Já debaixo do nariz de Guterres está a decorrer a maior crise do nosso tempo e, mesmo que uma guerra atómica não pareça para já provável, um tsunami de disrupções de todo o género varre o mundo, que já estava abalado pelo “combate” à Covid e a quebra de cadeias de distribuição. Pois bem: ainda em 4 do mês passado o miraculado estadista condenava os governos que encaminhavam o mundo para a catástrofe. A ucraniana? Que nada, a das alterações climáticas. As mesmas que justificaram no passado que a Europa em geral, e a Alemanha em particular, se tivessem colocado na dependência da Rússia porque a energia atómica não, que horror, o fracking ainda menos, credo, exploração de petróleo nem mo-lo digas, e do que precisamos é de corrupios no alto dos montes, hectares de painéis fotovoltaicos e veículos que nos atropelem porque não os ouvimos.
A Europa financia a Rússia para atacar a Ucrânia, que é financiada pela Europa para se defender. E o absurdo é tão gritante que Guterres, contrariado, lá foi, ao fim de dois meses de guerra, cedendo às injunções de meio mundo. A ONU é uma organização impotente, não pode ser outra coisa, e ninguém esperava do homem que fosse uma pedra importante no desenho de qualquer solução para o conflito. Mas é uma assembleia que preserva institucionalmente a ideia do diálogo sobre o confronto, e o respeito do Direito Internacional sobre a barbárie.

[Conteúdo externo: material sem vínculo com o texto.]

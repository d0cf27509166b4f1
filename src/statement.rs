//! # Batched Statement
//!
//! A [`BatchedStatement`] binds a parameterized query template once, then
//! repeatedly produces and consumes [`RowContainer`]s for execution. It is
//! the native-bind half of the engine; backends without multi-row binding
//! use the [`builder`](crate::builder) fallback instead.
//!
//! ## State Machine
//!
//! ```text
//! {no container} ──(first bind)──► {accumulating} ──(take_bind)──► {no container}
//! ```
//!
//! There is no "partially executed" state: `take_bind` moves the container
//! out, so a handed-off batch is immutable from the statement's point of
//! view and double-flush is a compile-time impossibility.
//!
//! ## Size History
//!
//! The statement keeps the row counts of its last few executions in a small
//! ring and pre-sizes the next container from their average (plus one row of
//! margin). Traffic bursts therefore stop paying per-event reallocation
//! after one batch, while the statement stays stateless about row data
//! across executions.

use std::collections::HashMap;
use std::collections::VecDeque;

use tracing::warn;

use crate::container::RowContainer;
use crate::error::{Error, Result};
use crate::executor::StatementId;
use crate::value::{ColumnKind, FieldRef, Value};

/// How many past execution sizes feed the container pre-sizing average.
const SIZE_HISTORY_LEN: usize = 10;

/// Mapping from parameter name to 0-based parameter index.
pub type BindMapping = HashMap<String, usize>;

// =============================================================================
// Template Parsing
// =============================================================================

/// Scans a query template for placeholders.
///
/// Supports the two shapes the engine's templates use:
/// - positional `?`, each taking the next index
/// - named `:name`, each taking the next index and an entry in the map
///
/// Quoted literals are skipped so a `?` inside a string constant does not
/// count as a parameter.
fn scan_placeholders(query: &str) -> (usize, BindMapping) {
    let mut mapping = BindMapping::new();
    let mut count = 0;
    let mut chars = query.char_indices().peekable();
    let mut in_string = false;

    while let Some((_, c)) = chars.next() {
        match c {
            '\'' => in_string = !in_string,
            '?' if !in_string => count += 1,
            ':' if !in_string => {
                let mut name = String::new();
                while let Some(&(_, nc)) = chars.peek() {
                    if nc.is_alphanumeric() || nc == '_' {
                        name.push(nc);
                        chars.next();
                    } else {
                        break;
                    }
                }
                if !name.is_empty() {
                    mapping.insert(name, count);
                    count += 1;
                }
            }
            _ => {}
        }
    }

    (count, mapping)
}

// =============================================================================
// Batched Statement
// =============================================================================

/// A prepared multi-row statement plus its in-flight batch.
///
/// Owns the query template, the parameter-name↔index map and a bounded
/// size history. Owns at most one live [`RowContainer`] at a time.
#[derive(Debug)]
pub struct BatchedStatement {
    id: StatementId,
    query: String,
    param_count: usize,
    mapping: BindMapping,

    /// The container currently accumulating rows, if any.
    bind: Option<RowContainer>,

    /// Row counts of the last [`SIZE_HISTORY_LEN`] executions.
    size_history: VecDeque<usize>,
}

impl BatchedStatement {
    /// Creates a statement from a template, deriving the parameter count
    /// and name map from its placeholders.
    pub fn new(id: StatementId, query: impl Into<String>) -> Self {
        let query = query.into();
        let (param_count, mapping) = scan_placeholders(&query);
        Self {
            id,
            query,
            param_count,
            mapping,
            bind: None,
            size_history: VecDeque::with_capacity(SIZE_HISTORY_LEN),
        }
    }

    /// Creates a statement with an explicit name→index map, for positional
    /// templates whose column names are known out of band.
    pub fn with_mapping(
        id: StatementId,
        query: impl Into<String>,
        mapping: BindMapping,
    ) -> Self {
        let query = query.into();
        let (param_count, _) = scan_placeholders(&query);
        Self {
            id,
            query,
            param_count,
            mapping,
            bind: None,
            size_history: VecDeque::with_capacity(SIZE_HISTORY_LEN),
        }
    }

    pub fn id(&self) -> StatementId {
        self.id
    }

    pub fn query(&self) -> &str {
        &self.query
    }

    pub fn param_count(&self) -> usize {
        self.param_count
    }

    /// Rows accumulated in the live container (0 when there is none).
    pub fn row_count(&self) -> usize {
        self.bind.as_ref().map_or(0, RowContainer::row_count)
    }

    /// True if a container is currently accumulating.
    pub fn has_bind(&self) -> bool {
        self.bind.is_some()
    }

    // =========================================================================
    // Binding
    // =========================================================================

    /// Resolves a field reference through the parameter map.
    fn resolve(&self, target: &FieldRef) -> Result<usize> {
        match target {
            FieldRef::Index(i) => Ok(*i),
            FieldRef::Name(name) => {
                self.mapping
                    .get(name.as_str())
                    .copied()
                    .ok_or_else(|| Error::UnknownParameter {
                        name: name.clone(),
                        statement: self.id,
                    })
            }
        }
    }

    /// Binds `value` at `target` in the current row, creating the live
    /// container if absent.
    ///
    /// An unresolved name is reported (and logged) but only drops that one
    /// field: the rest of the row is still bound. One bad field across
    /// dozens of columns must not discard an otherwise-valid row.
    pub fn bind_value(&mut self, target: &FieldRef, value: impl Into<Value>) -> Result<()> {
        let column = match self.resolve(target) {
            Ok(c) => c,
            Err(e) => {
                warn!(statement = %self.id, field = %target, "unknown parameter, field dropped");
                return Err(e);
            }
        };
        self.bind_mut().set_value(column, value);
        Ok(())
    }

    /// Binds NULL of `kind` at `target` in the current row.
    pub fn bind_null(&mut self, target: &FieldRef, kind: ColumnKind) -> Result<()> {
        let column = match self.resolve(target) {
            Ok(c) => c,
            Err(e) => {
                warn!(statement = %self.id, field = %target, "unknown parameter, field dropped");
                return Err(e);
            }
        };
        self.bind_mut().set_null(column, kind);
        Ok(())
    }

    /// Advances the live container to the next row, creating it if absent
    /// (an all-NULL first row is legal, if unusual).
    pub fn next_row(&mut self) {
        self.bind_mut().next_row();
    }

    fn bind_mut(&mut self) -> &mut RowContainer {
        if self.bind.is_none() {
            self.bind = Some(self.create_bind());
        }
        self.bind.as_mut().expect("bind was just created")
    }

    // =========================================================================
    // Container Lifecycle
    // =========================================================================

    /// Produces a fresh container sized from the execution-size history.
    ///
    /// Sized to the simple average of the last [`SIZE_HISTORY_LEN`]
    /// execution row counts plus one row of margin; 0 with no history.
    pub fn create_bind(&self) -> RowContainer {
        let reserve = if self.size_history.is_empty() {
            0
        } else {
            self.size_history.iter().sum::<usize>() / self.size_history.len() + 1
        };
        RowContainer::with_reserved(self.param_count, reserve)
    }

    /// Moves the live container out for execution, recording its row count
    /// into the size history.
    ///
    /// Afterwards the statement holds no container until the next bind
    /// call, which makes flushing the same batch twice impossible.
    pub fn take_bind(&mut self) -> Option<RowContainer> {
        let bind = self.bind.take()?;
        if self.size_history.len() == SIZE_HISTORY_LEN {
            self.size_history.pop_front();
        }
        self.size_history.push_back(bind.row_count());
        Some(bind)
    }

    /// Transfers a container back in, replacing any live one.
    ///
    /// Used by callers that fill a container outside the statement (for
    /// example from a cold-start reload) before execution.
    pub fn set_bind(&mut self, bind: RowContainer) {
        self.bind = Some(bind);
    }
}

// =============================================================================
// Tests
// =============================================================================

#[cfg(test)]
mod tests {
    use super::*;

    fn stmt(query: &str) -> BatchedStatement {
        BatchedStatement::new(StatementId::new(1), query)
    }

    #[test]
    fn test_scan_positional_placeholders() {
        let (count, mapping) = scan_placeholders("INSERT INTO m (a,b,c) VALUES (?,?,?)");
        assert_eq!(count, 3);
        assert!(mapping.is_empty());
    }

    #[test]
    fn test_scan_named_placeholders() {
        let (count, mapping) =
            scan_placeholders("UPDATE hosts SET name=:name, checked=:checked WHERE host_id=:host_id");
        assert_eq!(count, 3);
        assert_eq!(mapping["name"], 0);
        assert_eq!(mapping["checked"], 1);
        assert_eq!(mapping["host_id"], 2);
    }

    #[test]
    fn test_scan_skips_quoted_literals() {
        let (count, mapping) = scan_placeholders("INSERT INTO t VALUES ('a?b', ?, ':not_a_param')");
        assert_eq!(count, 1);
        assert!(mapping.is_empty());
    }

    #[test]
    fn test_bind_by_name_and_index() {
        let mut s = stmt("INSERT INTO metrics (metric_id, value) VALUES (:metric_id, :value)");
        s.bind_value(&FieldRef::Name("metric_id".into()), 42u64).unwrap();
        s.bind_value(&FieldRef::Index(1), 0.5f64).unwrap();
        s.next_row();

        assert_eq!(s.row_count(), 1);
    }

    #[test]
    fn test_unknown_name_drops_field_only() {
        let mut s = stmt("INSERT INTO metrics (metric_id, value) VALUES (:metric_id, :value)");
        s.bind_value(&FieldRef::Name("metric_id".into()), 42u64).unwrap();
        let err = s.bind_value(&FieldRef::Name("no_such_field".into()), 1i32);
        assert!(matches!(err, Err(Error::UnknownParameter { .. })));
        s.bind_value(&FieldRef::Name("value".into()), 0.5f64).unwrap();
        s.next_row();

        // The row survived with both valid fields bound.
        let bind = s.take_bind().unwrap();
        assert_eq!(bind.row_count(), 1);
        assert!(bind.columns()[0].get(0).is_some());
        assert!(bind.columns()[1].get(0).is_some());
    }

    /// After take_bind, the statement holds no container until the next
    /// bind call: flushing twice is impossible by construction.
    #[test]
    fn test_take_bind_leaves_no_container() {
        let mut s = stmt("INSERT INTO t VALUES (?)");
        s.bind_value(&FieldRef::Index(0), 1i32).unwrap();
        s.next_row();

        let bind = s.take_bind();
        assert!(bind.is_some());
        assert!(!s.has_bind());
        assert!(s.take_bind().is_none());
        assert_eq!(s.row_count(), 0);
    }

    #[test]
    fn test_create_bind_sizes_from_history() {
        let mut s = stmt("INSERT INTO t VALUES (?)");

        // No history: no reservation, but still usable.
        assert_eq!(s.create_bind().row_count(), 0);

        // Execute a few batches of known sizes.
        for size in [10usize, 20, 30] {
            for i in 0..size {
                s.bind_value(&FieldRef::Index(0), i as i64).unwrap();
                s.next_row();
            }
            let _ = s.take_bind();
        }

        // Average is (10+20+30)/3 = 20, margin +1. Reservation is capacity
        // only, so the observable effect is an empty container; the history
        // itself is what we can assert.
        assert_eq!(s.size_history.iter().copied().collect::<Vec<_>>(), vec![10, 20, 30]);
        let fresh = s.create_bind();
        assert!(fresh.is_empty());
    }

    #[test]
    fn test_size_history_is_bounded() {
        let mut s = stmt("INSERT INTO t VALUES (?)");
        for _ in 0..SIZE_HISTORY_LEN + 5 {
            s.bind_value(&FieldRef::Index(0), 1i32).unwrap();
            s.next_row();
            let _ = s.take_bind();
        }
        assert_eq!(s.size_history.len(), SIZE_HISTORY_LEN);
    }
}
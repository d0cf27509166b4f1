#![allow(dead_code)]

use std::path::{Path, PathBuf};
use std::sync::Once;
use std::time::{Duration, Instant};

use rusqlite::{Connection, OpenFlags};

static TRACING: Once = Once::new();

/// Installs the test tracing subscriber once per process, honoring
/// `RUST_LOG`.
pub fn init_tracing() {
    TRACING.call_once(|| {
        let _ = tracing_subscriber::fmt()
            .with_env_filter(tracing_subscriber::EnvFilter::from_default_env())
            .with_test_writer()
            .try_init();
    });
}

/// The tables the integration tests write into.
const TEST_SCHEMA: &str = "
    CREATE TABLE metrics (metric_id INTEGER, ctime INTEGER, value REAL);
    CREATE TABLE logs (ctime INTEGER, host_id INTEGER, msg TEXT);
    CREATE TABLE comments (host_id INTEGER, entry_time INTEGER, data TEXT);
    CREATE TABLE acknowledgements (host_id INTEGER, entry_time INTEGER, author TEXT);
";

pub fn create_temp_db_file(name: &str) -> (tempfile::TempDir, PathBuf) {
    init_tracing();
    let dir = tempfile::TempDir::new().expect("create temp dir");
    let path = dir.path().join(name);
    let conn = Connection::open(&path).expect("initialize database");
    conn.execute_batch(TEST_SCHEMA).expect("create test schema");
    (dir, path)
}

pub fn open_read_only(path: &Path) -> Connection {
    Connection::open_with_flags(path, OpenFlags::SQLITE_OPEN_READ_ONLY)
        .expect("open reader connection")
}

pub fn count_rows(path: &Path, table: &str) -> i64 {
    open_read_only(path)
        .query_row(&format!("SELECT COUNT(*) FROM {table}"), [], |r| r.get(0))
        .expect("count rows")
}

/// Polls `f` until it returns true or the timeout expires.
pub fn eventually(timeout: Duration, interval: Duration, mut f: impl FnMut() -> bool) {
    let start = Instant::now();
    loop {
        if f() {
            return;
        }
        if start.elapsed() > timeout {
            panic!("condition not met within {:?}", timeout);
        }
        std::thread::sleep(interval);
    }
}
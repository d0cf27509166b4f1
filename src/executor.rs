//! # Statement Executor Boundary
//!
//! The engine never talks to the store's wire protocol. Everything it needs
//! from a relational client is this capability set: prepare a template,
//! execute a prepared statement against many bound rows (or a rendered
//! multi-insert text), and commit. Any client that can do those three
//! things can sit behind the engine; [`sqlite`](crate::sqlite) ships one
//! backed by rusqlite.
//!
//! One executor instance belongs to one physical connection and is driven
//! from that connection's worker thread only, so implementations need
//! `Send` but not `Sync`, and no internal locking.

use std::fmt;

use crate::container::RowContainer;
use crate::error::Result;

// =============================================================================
// Statement Identity
// =============================================================================

/// Identity of a prepared statement, assigned by the engine and shared by
/// every connection in the pool (each connection prepares the same
/// template under the same id).
#[derive(Debug, Clone, Copy, PartialEq, Eq, Hash, PartialOrd, Ord)]
pub struct StatementId(u32);

impl StatementId {
    pub const fn new(id: u32) -> Self {
        Self(id)
    }

    pub const fn as_raw(self) -> u32 {
        self.0
    }
}

impl fmt::Display for StatementId {
    fn fmt(&self, f: &mut fmt::Formatter<'_>) -> fmt::Result {
        write!(f, "{}", self.0)
    }
}

// =============================================================================
// Executor Capability
// =============================================================================

/// The abstract "execute a prepared statement with N bound rows" primitive.
///
/// Calls happen on the owning connection's worker thread, outside any batch
/// lock, so a slow store stalls only its own connection.
pub trait StatementExecutor: Send {
    /// Registers (and typically compiles) a statement template under `id`.
    fn prepare(&mut self, id: StatementId, template: &str) -> Result<()>;

    /// Executes the prepared statement `id` once per row of `rows`, in
    /// append order, inside the connection's current transaction.
    ///
    /// Returns the number of affected rows.
    fn execute_bulk(&mut self, id: StatementId, rows: &RowContainer) -> Result<u64>;

    /// Executes one rendered multi-insert statement (the fallback path).
    ///
    /// Returns the number of affected rows.
    fn execute_text(&mut self, sql: &str) -> Result<u64>;

    /// Commits the connection's current transaction and opens the next.
    fn commit(&mut self) -> Result<()>;
}

// =============================================================================
// Tests
// =============================================================================

#[cfg(test)]
mod tests {
    use super::*;

    #[test]
    fn test_statement_id_display_and_order() {
        let a = StatementId::new(3);
        let b = StatementId::new(12);
        assert_eq!(a.to_string(), "3");
        assert!(a < b);
        assert_eq!(b.as_raw(), 12);
    }
}
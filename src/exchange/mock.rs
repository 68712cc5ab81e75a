//! Scripted rate source for resolver and orchestration tests.

use super::traits::RateSource;
use super::types::RateQuote;
use crate::error::{FetchError, FetchResult};
use async_trait::async_trait;
use chrono::NaiveDate;
use std::collections::{HashMap, HashSet};
use std::sync::{Mutex, PoisonError};
use tracing::debug;

/// In-memory rate source.
///
/// Dates with a quote answer with it, dates marked as failing answer with an
/// HTTP 500 style error, and every other date reports "not published".
/// All requested dates are recorded in order.
#[derive(Debug, Default)]
pub struct MockRateSource {
    quotes: HashMap<NaiveDate, RateQuote>,
    failing: HashSet<NaiveDate>,
    requests: Mutex<Vec<NaiveDate>>,
}

impl MockRateSource {
    pub fn new() -> Self {
        Self::default()
    }

    /// Publish `quote` under the requested date `date`.
    pub fn with_quote(mut self, date: NaiveDate, quote: RateQuote) -> Self {
        self.quotes.insert(date, quote);
        self
    }

    /// Make lookups for `date` fail with a non-404 server error.
    pub fn with_failure(mut self, date: NaiveDate) -> Self {
        self.failing.insert(date);
        self
    }

    /// Dates requested so far, in call order.
    pub fn requests(&self) -> Vec<NaiveDate> {
        self.requests
            .lock()
            .unwrap_or_else(PoisonError::into_inner)
            .clone()
    }

    pub fn request_count(&self) -> usize {
        self.requests().len()
    }
}

#[async_trait]
impl RateSource for MockRateSource {
    async fn fetch_rate(&self, date: NaiveDate) -> FetchResult<Option<RateQuote>> {
        self.requests
            .lock()
            .unwrap_or_else(PoisonError::into_inner)
            .push(date);

        if self.failing.contains(&date) {
            debug!("Mock failure for {}", date);
            return Err(FetchError::UnexpectedStatus {
                date,
                status: reqwest::StatusCode::INTERNAL_SERVER_ERROR,
                body: "mock failure".to_string(),
            });
        }

        Ok(self.quotes.get(&date).copied())
    }
}

#[cfg(test)]
mod tests {
    use super::*;
    use rust_decimal_macros::dec;

    #[tokio::test]
    async fn test_mock_records_requests() {
        let day = NaiveDate::from_ymd_opt(2024, 3, 1).unwrap();
        let next = day.succ_opt().unwrap();
        let quote = RateQuote::new(dec!(3.99), day);
        let source = MockRateSource::new().with_quote(day, quote);

        assert_eq!(source.fetch_rate(next).await.unwrap(), None);
        assert_eq!(source.fetch_rate(day).await.unwrap(), Some(quote));
        assert_eq!(source.requests(), vec![next, day]);
    }

    #[tokio::test]
    async fn test_mock_failure() {
        let day = NaiveDate::from_ymd_opt(2024, 3, 1).unwrap();
        let source = MockRateSource::new().with_failure(day);

        assert!(source.fetch_rate(day).await.is_err());
        assert_eq!(source.request_count(), 1);
    }

    #[tokio::test]
    async fn test_mock_records_after_poisoned_lock() {
        let day = NaiveDate::from_ymd_opt(2024, 3, 1).unwrap();
        let source = MockRateSource::new();

        let _ = std::panic::catch_unwind(std::panic::AssertUnwindSafe(|| {
            let _guard = source.requests.lock().unwrap();
            panic!("poison the request log");
        }));
        assert!(source.requests.is_poisoned());

        source.fetch_rate(day).await.unwrap();
        assert_eq!(source.requests(), vec![day]);
    }
}
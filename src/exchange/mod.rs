//! Exchange rate service integrations.
//!
//! ## NBP
//! Read-only access to the Narodowy Bank Polski rate tables:
//! - Mid rates from table A, one per business day
//! - HTTP 404 for dates without a published table (weekends, holidays)

mod client;
#[cfg(test)]
pub mod mock;
mod traits;
mod types;

pub use client::NbpClient;
#[cfg(test)]
pub use mock::MockRateSource;
pub use traits::RateSource;
pub use types::*;
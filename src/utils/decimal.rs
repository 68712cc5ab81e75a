//! Decimal formatting utilities for exchange rates.

use rust_decimal::Decimal;

/// Render a rate without trailing zeros (e.g. `4.10` -> `4.1`).
pub fn format_rate(rate: Decimal) -> String {
    rate.normalize().to_string()
}
//! Shared utilities.

mod decimal;

pub use decimal::format_rate;
//! Fetch Exchange Rate - Main Entry Point
//!
//! Without arguments, updates the invoice data file with the NBP rate
//! published before its invoice date. With a date argument, only prints the
//! rate published before that date.

use anyhow::{Context, Result};
use chrono::NaiveDate;
use clap::Parser;
use fetch_exchange_rate::app;
use fetch_exchange_rate::config::{AppConfig, LoggingConfig};
use fetch_exchange_rate::exchange::NbpClient;
use fetch_exchange_rate::resolver::RateResolver;
use fetch_exchange_rate::utils::format_rate;
use std::path::PathBuf;
use tracing::{debug, Level};
use tracing_subscriber::EnvFilter;

/// Fetch Exchange Rate CLI
#[derive(Parser)]
#[command(name = "fetch-exchange-rate")]
#[command(version, about = "Fetch the NBP USD/PLN rate for an invoice and record it")]
struct Cli {
    /// Only print the rate published before this date (YYYY-MM-DD)
    date: Option<NaiveDate>,

    /// Invoice data file to update (default: invoice-data.toml)
    #[arg(short, long)]
    file: Option<PathBuf>,

    /// Enable debug logging
    #[arg(short, long)]
    verbose: bool,
}

#[tokio::main]
async fn main() -> Result<()> {
    let cli = parse_cli(std::env::args_os());

    let config = AppConfig::load()?;
    config.validate()?;

    init_logging(&config.logging, cli.verbose)?;
    debug!("Configuration: {:?}", config);

    let client = NbpClient::new(&config.nbp)?;
    let currency = client.currency_code();
    let resolver = RateResolver::new(client, config.resolver.max_attempts);

    match cli.date {
        Some(date) => run_query(&resolver, date, &currency).await,
        None => {
            let path = cli.file.unwrap_or(config.invoice.path);
            run_update(&resolver, path, &currency).await
        }
    }
}

/// Parse arguments; usage errors exit with 1 like every other fatal condition.
fn parse_cli<I, T>(args: I) -> Cli
where
    I: IntoIterator<Item = T>,
    T: Into<std::ffi::OsString> + Clone,
{
    match Cli::try_parse_from(args) {
        Ok(cli) => cli,
        Err(err) => {
            let code = cli_exit_code(&err);
            if code == 0 {
                // --help / --version
                err.exit();
            }
            let _ = err.print();
            std::process::exit(code);
        }
    }
}

fn cli_exit_code(err: &clap::Error) -> i32 {
    if err.use_stderr() {
        1
    } else {
        0
    }
}

/// Query-only mode: print the rate, never touch the invoice file.
async fn run_query(resolver: &RateResolver<NbpClient>, date: NaiveDate, currency: &str) -> Result<()> {
    let quote = app::query_rate(resolver, date).await?;

    println!();
    println!("Exchange rate for {}:", quote.effective_date);
    println!("Rate: {} PLN/{}", format_rate(quote.rate), currency);

    Ok(())
}

/// Update mode: rewrite the exchange fields of the invoice data file.
async fn run_update(resolver: &RateResolver<NbpClient>, path: PathBuf, currency: &str) -> Result<()> {
    let quote = app::update_invoice(resolver, &path)
        .await
        .with_context(|| format!("Failed to update {}", path.display()))?;

    println!();
    println!("Success! Exchange rate updated:");
    println!("Rate: {} PLN/{}", format_rate(quote.rate), currency);
    println!("Date: {}", quote.effective_date);

    Ok(())
}

/// Initialize console logging, plus a rolling log file when configured.
fn init_logging(config: &LoggingConfig, verbose: bool) -> Result<()> {
    use tracing_subscriber::fmt::writer::MakeWriterExt;

    let level = if verbose { Level::DEBUG } else { Level::INFO };
    let filter = EnvFilter::builder()
        .with_default_directive(Level::WARN.into())
        .from_env()?
        .add_directive(format!("fetch_exchange_rate={}", level).parse()?);

    let builder = tracing_subscriber::fmt()
        .with_env_filter(filter)
        .with_target(false)
        .without_time();

    match &config.log_dir {
        Some(dir) => {
            std::fs::create_dir_all(dir)
                .with_context(|| format!("Failed to create log directory {}", dir.display()))?;

            let file_appender = tracing_appender::rolling::daily(dir, "fetch-exchange-rate.log");
            let (file_writer, guard) = tracing_appender::non_blocking(file_appender);

            // Keep the writer alive for the program duration
            Box::leak(Box::new(guard));

            builder
                .with_writer(std::io::stderr.and(file_writer))
                .with_ansi(false)
                .init();
        }
        None => builder.with_writer(std::io::stderr).init(),
    }

    Ok(())
}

Ou o secretário-geral se recusava a visitar o agressor, ponto; ou, a fazê-lo, teria ido ao princípio. Mas não: estava, e está, obcecado com as possíveis inundações no arquipélago da Tonga.
São estes os nossos maiores. Talvez devêssemos eleger, para efeito de distinções toponímicas, políticos estonianos ou lituanos. Que se saiba, não são ilustres – mas não nos envergonhariam.